In Software architecture, for big systems and large-scale ones, there is a concept called Eventual consistency that describes how data is eventually consistent across different nodes or components of a system. In other words, eventual consistency is the idea that if you make a change to a data item, eventually all replicas of that data item will be updated with the same data.
The reason eventual consistency is important in distributed systems is that different nodes or components of a system may not always be able to communicate with each other in real time. This can be due to a variety of factors such as network latency, hardware failures, or other issues.

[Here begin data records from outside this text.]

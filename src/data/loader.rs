// ============================================================
// Layer 4 — Dialogue File Loader
// ============================================================
// Reads a tab-separated dialogue corpus:
//
//   turn_1 <TAB> turn_2 <TAB> ... <TAB> response
//
// Every field is pre-tokenized text. The last field is the
// response; all preceding fields are context turns. Blank
// lines are ignored and lines with a single field are skipped
// with a warning.
//
// Reference: Rust Book §9 (Error Handling)

use anyhow::{Context, Result};
use std::{fs, path::PathBuf};

use crate::domain::dialogue::Dialogue;
use crate::domain::traits::DialogueSource;

/// Loads dialogues from one text file.
pub struct DialogueFileLoader {
    path: PathBuf,
}

impl DialogueFileLoader {
    pub fn new(path: impl Into<PathBuf>) -> Self {
        Self { path: path.into() }
    }
}

impl DialogueSource for DialogueFileLoader {
    fn load_all(&self) -> Result<Vec<Dialogue>> {
        let text = fs::read_to_string(&self.path)
            .with_context(|| format!("Cannot read dialogue file '{}'", self.path.display()))?;
        let dialogues = parse_dialogues(&text);
        let tokens: usize = dialogues.iter().map(Dialogue::token_count).sum();
        tracing::info!(
            "Loaded {} dialogues ({} words) from '{}'",
            dialogues.len(),
            tokens,
            self.path.display()
        );
        Ok(dialogues)
    }
}

/// Parse every line of a corpus, skipping lines without a response.
pub fn parse_dialogues(text: &str) -> Vec<Dialogue> {
    let mut skipped = 0usize;
    let dialogues: Vec<Dialogue> = text
        .lines()
        .enumerate()
        .filter(|(_, line)| !line.trim().is_empty())
        .filter_map(|(line_no, line)| {
            let parsed = parse_line(line);
            if parsed.is_none() {
                tracing::debug!("Skipping line {}: no response field", line_no + 1);
                skipped += 1;
            }
            parsed
        })
        .collect();

    if skipped > 0 {
        tracing::warn!("Skipped {} malformed dialogue lines", skipped);
    }
    dialogues
}

fn parse_line(line: &str) -> Option<Dialogue> {
    let mut fields: Vec<&str> = line.trim_end_matches('\r').split('\t').collect();
    if fields.len() < 2 {
        return None;
    }
    let response = fields.pop()?.trim();
    let context = fields.into_iter().map(str::trim);
    Some(Dialogue::new(context, response))
}
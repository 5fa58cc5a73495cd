// ============================================================
// Layer 3 — Training Metrics
// ============================================================
// Metric records produced by the training and evaluation
// loops. Perplexity is always derived from the reported loss
// so the two can never disagree:
//
//   perplexity = exp(mean cross-entropy loss)

use serde::{Deserialize, Serialize};

/// exp(loss) — the language-model perplexity for a mean loss
pub fn perplexity(loss: f64) -> f64 {
    loss.exp()
}

/// One training log line, emitted every `logging_steps` steps.
#[derive(Debug, Clone, PartialEq, Serialize, Deserialize)]
pub struct StepMetrics {
    /// Global step index (1-based)
    pub step: usize,

    /// Mean cross-entropy of the batch that completed this step
    pub loss: f64,

    /// exp(loss)
    pub perplexity: f64,

    /// Learning rate the schedule will use for the next step
    pub learning_rate: f64,

    /// Average wall-clock seconds per step since the last log
    pub secs_per_step: f64,
}

impl StepMetrics {
    pub fn new(step: usize, loss: f64, learning_rate: f64, secs_per_step: f64) -> Self {
        Self {
            step,
            loss,
            perplexity: perplexity(loss),
            learning_rate,
            secs_per_step,
        }
    }
}

/// Summary of one full pass over the validation stream.
#[derive(Debug, Clone, PartialEq, Serialize, Deserialize)]
pub struct EvalSummary {
    /// Summed loss divided by the number of target tokens
    pub mean_loss: f64,

    /// exp(mean_loss)
    pub perplexity: f64,

    /// Average wall-clock seconds per validation batch
    pub secs_per_step: f64,

    /// Number of validation batches consumed
    pub steps: usize,

    /// Number of target tokens scored
    pub tokens: usize,
}

impl EvalSummary {
    pub fn new(mean_loss: f64, secs_per_step: f64, steps: usize, tokens: usize) -> Self {
        Self {
            mean_loss,
            perplexity: perplexity(mean_loss),
            secs_per_step,
            steps,
            tokens,
        }
    }

    /// Returns true if this evaluation beat the previous best loss
    pub fn is_improvement(&self, best_loss: f64) -> bool {
        self.mean_loss < best_loss
    }
}
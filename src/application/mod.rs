// ============================================================
// Layer 2 — Application / Use Cases
// ============================================================
// This layer orchestrates all the other layers to accomplish
// a specific goal (fine-tuning or scoring a checkpoint).
//
// Rules for this layer:
//   - No ML math or model code here
//   - No UI or printing here (that's Layer 1)
//   - No direct file parsing (that's Layer 4 and 6)
//   - Only workflow coordination and configuration
//
// Reference: Clean Architecture pattern
//            Rust Book §7 (Module System)

// Model settings shared by both workflows, config errors
pub mod config;

// The fine-tuning workflow
pub mod train_use_case;

// The checkpoint evaluation workflow
pub mod evaluate_use_case;
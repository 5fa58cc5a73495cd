// ============================================================
// Layer 5 — ML / Model Layer (Burn)
// ============================================================
// Everything that runs tensors lives here:
//
//   model.rs     — The unified transformer
//                  • word, type and position embeddings
//                  • pre- or post-norm encoder blocks under a
//                    generation mask
//                  • output head tied to the word embeddings
//
//   schedule.rs  — Noam warmup / inverse-sqrt learning rate
//
//   clip.rs      — Global-norm gradient clipping
//
//   parallel.rs  — Launchers (in-process, one thread per
//                  device) and gradient all-reduce
//
//   evaluator.rs — No-gradient validation pass, perplexity
//
//   trainer.rs   — The training loop and worker setup
//
// Reference: Burn Book §3 (Building Blocks)
//            Burn Book §5 (Training)
//            Vaswani et al. (2017) Attention Is All You Need

/// Unified transformer dialogue model
pub mod model;

/// Noam learning-rate schedule
pub mod schedule;

/// Global-norm gradient clipping
pub mod clip;

/// Data-parallel launch and gradient synchronisation
pub mod parallel;

/// Validation loss and perplexity
pub mod evaluator;

/// Full training loop with periodic evaluation and checkpointing
pub mod trainer;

In order to deal with this, distributed systems often use a technique called eventual consistency. With eventual consistency, data is replicated across multiple nodes or components of the system, and changes are made to each replica independently. Over time, these changes will be propagated to all other replicas, ensuring that all nodes eventually have the same data.
While eventual consistency is a useful technique, it is important to note that it is not the same as immediate consistency. In an immediately consistent system, changes made to a data item are immediately propagated to all other replicas of that data item. However, this is often not feasible in distributed systems due to network latency and other factors.
There are different approaches to achieving eventual consistency in distributed systems, including techniques such as conflict resolution, versioning, and vector clocks. These techniques help ensure that changes to data items are eventually propagated to all nodes in the system.
One common example of eventual consistency in action is in distributed databases. In a distributed database, data is replicated across multiple nodes, and changes to that data are made independently on each node. Over time, the changes are propagated to all other nodes, ensuring that all nodes eventually have the same data.